(330g) A First-Principles Study On Carbon Dioxide Reforming of Methane Over Supported Pt Catalysts

Synthesis of fuels and chemicals via dry reforming of carbon dioxide and methane, which are both greenhouse gases, has the vast potential for closing the carbon cycle and providing clean energy. For this reason, much effort has been dedicated to exploring efficient ways for the reduction of CO₂ and the dehydrogenation of CH₄ into small building block for use in syngas chemistry. Pt/Silica and Pt/Ceria are promising catalysts for dry reforming due to the reactivity at the metal-support interface. In this study, we use first-principles density functional theory and Kinetic Monte Carlo method to investigate the details of the adsorption and reaction process on these two supported catalyst systems.
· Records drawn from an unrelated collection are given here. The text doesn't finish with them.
//! Leading-edge throttle for change-feed driven resyncs.

use std::time::Duration;
use tokio::time::Instant;

/// Lets the first event of a burst through and drops the rest of the window.
#[derive(Debug)]
pub struct ResyncThrottle {
    window: Duration,
    last_fired: Option<Instant>,
}

impl ResyncThrottle {
    #[must_use]
    pub fn new(window: Duration) -> Self {
        Self {
            window,
            last_fired: None,
        }
    }

    /// Returns true if a resync may run at `now`, and starts a new window if so.
    pub fn try_acquire(&mut self, now: Instant) -> bool {
        match self.last_fired {
            Some(last) if now.saturating_duration_since(last) < self.window => false,
            _ => {
                self.last_fired = Some(now);
                true
            }
        }
    }
}

#[cfg(test)]
#[allow(clippy::unwrap_used, clippy::expect_used)]
mod tests {
    use super::*;

    const WINDOW: Duration = Duration::from_millis(3000);

    #[test]
    fn test_first_event_passes() {
        let mut throttle = ResyncThrottle::new(WINDOW);
        assert!(throttle.try_acquire(Instant::now()));
    }

    #[test]
    fn test_burst_inside_window_is_dropped() {
        let mut throttle = ResyncThrottle::new(WINDOW);
        let start = Instant::now();

        assert!(throttle.try_acquire(start));
        assert!(!throttle.try_acquire(start + Duration::from_millis(10)));
        assert!(!throttle.try_acquire(start + Duration::from_millis(2999)));
    }

    #[test]
    fn test_window_reopens_after_elapsed() {
        let mut throttle = ResyncThrottle::new(WINDOW);
        let start = Instant::now();

        assert!(throttle.try_acquire(start));
        assert!(throttle.try_acquire(start + WINDOW));
        // Dropped events do not extend the window.
        assert!(!throttle.try_acquire(start + WINDOW + Duration::from_millis(1)));
        assert!(throttle.try_acquire(start + WINDOW * 2));
    }
}
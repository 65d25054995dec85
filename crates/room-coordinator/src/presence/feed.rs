//! `PresenceFeed` - one backend change subscription mirrored into a snapshot.
//!
//! A feed owns a pump task that drains the change stream. Change events are
//! throttled (leading edge); explicit `watch_room` and `refresh` calls always
//! resync.

use super::throttle::ResyncThrottle;
use crate::backend::{ChangeEvent, ChangeFilter, ChangeTable, RoomBackend, SubscriptionId};
use crate::errors::CoordinatorError;
use crate::models::{Participant, Room, RoomId, UserId};
use crate::observability::metrics;

use std::sync::atomic::{AtomicBool, Ordering};
use std::sync::Arc;
use std::time::Duration;
use tokio::sync::{mpsc, oneshot, watch};
use tokio::time::Instant;
use tokio_util::sync::CancellationToken;
use tracing::{debug, info, instrument, warn};

/// Mailbox capacity for feed commands.
const FEED_CHANNEL_BUFFER: usize = 16;

/// Consistent view of rooms and the watched room's roster.
#[derive(Debug, Clone, Default, PartialEq, Eq)]
pub struct PresenceSnapshot {
    /// Active rooms, newest first.
    pub active_rooms: Vec<Room>,
    /// Room whose roster is mirrored.
    pub room_id: Option<RoomId>,
    pub participants: Vec<Participant>,
}

#[derive(Debug)]
enum FeedCommand {
    WatchRoom {
        room_id: Option<RoomId>,
        respond_to: oneshot::Sender<Result<(), CoordinatorError>>,
    },
    Refresh {
        respond_to: oneshot::Sender<Result<(), CoordinatorError>>,
    },
}

struct FeedShared {
    user_id: UserId,
    subscription_id: SubscriptionId,
    backend: Arc<dyn RoomBackend>,
    commands: mpsc::Sender<FeedCommand>,
    snapshot: watch::Receiver<PresenceSnapshot>,
    cancel_token: CancellationToken,
    closed: AtomicBool,
}

/// Handle to a live presence feed. Clones share one subscription.
#[derive(Clone)]
pub struct PresenceFeed {
    shared: Arc<FeedShared>,
}

impl PresenceFeed {
    /// Subscribe to `rooms` and `room_participants`, load an initial snapshot
    /// and start the pump.
    pub(crate) async fn open(
        user_id: UserId,
        backend: Arc<dyn RoomBackend>,
        throttle_window: Duration,
        cancel_token: CancellationToken,
    ) -> Result<Self, CoordinatorError> {
        let change_feed = backend
            .subscribe(&[
                ChangeFilter::table(ChangeTable::Rooms),
                ChangeFilter::table(ChangeTable::RoomParticipants),
            ])
            .await?;

        let initial = match load_snapshot(backend.as_ref(), None).await {
            Ok(snapshot) => {
                metrics::record_presence_resync("initial");
                snapshot
            }
            Err(e) => {
                warn!(
                    target: "rc.presence",
                    user_id = %user_id,
                    error = %e,
                    "Initial presence load failed, starting empty"
                );
                PresenceSnapshot::default()
            }
        };

        let (snapshot_tx, snapshot_rx) = watch::channel(initial);
        let (command_tx, command_rx) = mpsc::channel(FEED_CHANNEL_BUFFER);

        let pump = FeedPump {
            user_id: user_id.clone(),
            subscription_id: change_feed.id,
            backend: Arc::clone(&backend),
            events: Some(change_feed.events),
            commands: command_rx,
            snapshot_tx,
            throttle: ResyncThrottle::new(throttle_window),
            watched_room: None,
            cancel_token: cancel_token.clone(),
        };
        tokio::spawn(pump.run());

        info!(
            target: "rc.presence",
            user_id = %user_id,
            subscription_id = change_feed.id.0,
            "Presence feed opened"
        );

        Ok(Self {
            shared: Arc::new(FeedShared {
                user_id,
                subscription_id: change_feed.id,
                backend,
                commands: command_tx,
                snapshot: snapshot_rx,
                cancel_token,
                closed: AtomicBool::new(false),
            }),
        })
    }

    #[must_use]
    pub fn user_id(&self) -> &UserId {
        &self.shared.user_id
    }

    #[must_use]
    pub fn subscription_id(&self) -> SubscriptionId {
        self.shared.subscription_id
    }

    /// Latest published snapshot.
    #[must_use]
    pub fn snapshot(&self) -> PresenceSnapshot {
        self.shared.snapshot.borrow().clone()
    }

    #[must_use]
    pub fn subscribe(&self) -> watch::Receiver<PresenceSnapshot> {
        self.shared.snapshot.clone()
    }

    /// Whether two handles share the same subscription.
    #[must_use]
    pub fn same_feed(&self, other: &PresenceFeed) -> bool {
        Arc::ptr_eq(&self.shared, &other.shared)
    }

    #[must_use]
    pub fn is_closed(&self) -> bool {
        self.shared.closed.load(Ordering::SeqCst)
    }

    /// Mirror the roster of `room_id` (or none) and resync now.
    pub async fn watch_room(&self, room_id: Option<RoomId>) -> Result<(), CoordinatorError> {
        let (tx, rx) = oneshot::channel();
        self.send(FeedCommand::WatchRoom {
            room_id,
            respond_to: tx,
        })
        .await?;

        rx.await
            .map_err(|e| CoordinatorError::Internal(format!("response receive failed: {e}")))?
    }

    /// Resync immediately, bypassing the throttle.
    pub async fn refresh(&self) -> Result<(), CoordinatorError> {
        let (tx, rx) = oneshot::channel();
        self.send(FeedCommand::Refresh { respond_to: tx }).await?;

        rx.await
            .map_err(|e| CoordinatorError::Internal(format!("response receive failed: {e}")))?
    }

    async fn send(&self, command: FeedCommand) -> Result<(), CoordinatorError> {
        if self.is_closed() {
            return Err(CoordinatorError::Internal("presence feed closed".to_string()));
        }
        self.shared
            .commands
            .send(command)
            .await
            .map_err(|e| CoordinatorError::Internal(format!("channel send failed: {e}")))
    }

    /// Release the backend subscription and stop the pump. Idempotent.
    pub async fn close(&self) {
        if self.shared.closed.swap(true, Ordering::SeqCst) {
            return;
        }

        self.shared.cancel_token.cancel();

        if let Err(e) = self
            .shared
            .backend
            .unsubscribe(self.shared.subscription_id)
            .await
        {
            warn!(
                target: "rc.presence",
                user_id = %self.shared.user_id,
                error = %e,
                "Failed to release change feed"
            );
        }

        info!(
            target: "rc.presence",
            user_id = %self.shared.user_id,
            subscription_id = self.shared.subscription_id.0,
            "Presence feed closed"
        );
    }
}

/// Task that drains change events and feed commands.
struct FeedPump {
    user_id: UserId,
    subscription_id: SubscriptionId,
    backend: Arc<dyn RoomBackend>,
    /// `None` once the backend ends the stream.
    events: Option<mpsc::Receiver<ChangeEvent>>,
    commands: mpsc::Receiver<FeedCommand>,
    snapshot_tx: watch::Sender<PresenceSnapshot>,
    throttle: ResyncThrottle,
    watched_room: Option<RoomId>,
    cancel_token: CancellationToken,
}

impl FeedPump {
    #[instrument(skip_all, name = "rc.actor.presence_feed", fields(user_id = %self.user_id))]
    async fn run(mut self) {
        debug!(target: "rc.presence", "Presence pump started");

        loop {
            tokio::select! {
                () = self.cancel_token.cancelled() => {
                    break;
                }

                command = self.commands.recv() => {
                    match command {
                        Some(command) => self.handle_command(command).await,
                        None => {
                            // Every handle dropped without close().
                            if let Err(e) = self.backend.unsubscribe(self.subscription_id).await {
                                warn!(target: "rc.presence", error = %e, "Failed to release change feed");
                            }
                            break;
                        }
                    }
                }

                event = next_change(&mut self.events) => {
                    match event {
                        Some(event) => self.handle_change(&event).await,
                        None => {
                            warn!(target: "rc.presence", "Change feed ended by backend");
                            self.events = None;
                        }
                    }
                }
            }
        }

        debug!(target: "rc.presence", "Presence pump stopped");
    }

    async fn handle_command(&mut self, command: FeedCommand) {
        match command {
            FeedCommand::WatchRoom {
                room_id,
                respond_to,
            } => {
                self.watched_room = room_id;
                let result = self.resync("room_changed").await;
                let _ = respond_to.send(result);
            }
            FeedCommand::Refresh { respond_to } => {
                let result = self.resync("manual").await;
                let _ = respond_to.send(result);
            }
        }
    }

    async fn handle_change(&mut self, event: &ChangeEvent) {
        if !self.throttle.try_acquire(Instant::now()) {
            metrics::record_presence_event_throttled();
            debug!(
                target: "rc.presence",
                table = event.table.as_str(),
                "Change event inside throttle window, dropped"
            );
            return;
        }

        if let Err(e) = self.resync("change_feed").await {
            warn!(
                target: "rc.presence",
                table = event.table.as_str(),
                error = %e,
                "Presence resync failed"
            );
        }
    }

    async fn resync(&mut self, trigger: &str) -> Result<(), CoordinatorError> {
        let snapshot = load_snapshot(self.backend.as_ref(), self.watched_room).await?;
        debug!(
            target: "rc.presence",
            trigger,
            active_rooms = snapshot.active_rooms.len(),
            participants = snapshot.participants.len(),
            "Presence resynced"
        );
        self.snapshot_tx.send_replace(snapshot);
        metrics::record_presence_resync(trigger);
        Ok(())
    }
}

async fn load_snapshot(
    backend: &dyn RoomBackend,
    room_id: Option<RoomId>,
) -> Result<PresenceSnapshot, CoordinatorError> {
    let active_rooms = backend.list_active_rooms().await?;
    let participants = match room_id {
        Some(room_id) => backend.list_participants(room_id).await?,
        None => Vec::new(),
    };

    Ok(PresenceSnapshot {
        active_rooms,
        room_id,
        participants,
    })
}

async fn next_change(events: &mut Option<mpsc::Receiver<ChangeEvent>>) -> Option<ChangeEvent> {
    match events {
        Some(events) => events.recv().await,
        None => std::future::pending().await,
    }
}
We found that CO₂ prefers to be adsorbed, with OCO angle of 136.9^◦, onto reduced Ceria (110) to form the active carbonate unit [(CO₃)^2-] as the first step in CO₂ reduction, while CH₄ prefers to dehydrogenate via Pt nanoclusters.  Also, we found that the shape of Pt cluster is vitally important in controlling catalytic activity, and the use of faceted catalyst particles opens up possibilities for low-temperature and energy-efficient hydrocarbon transformations. We map the dry reforming pathway by identifying the reaction intermediates and transition states, and calculating the energy barriers. The results obtained advance our fundamental understanding of the dry reforming mechanisms, and provide a design strategy for the simultaneous reduction of CO₂ andthe dehydrogenation of CH₄ on supported Pt catalysts.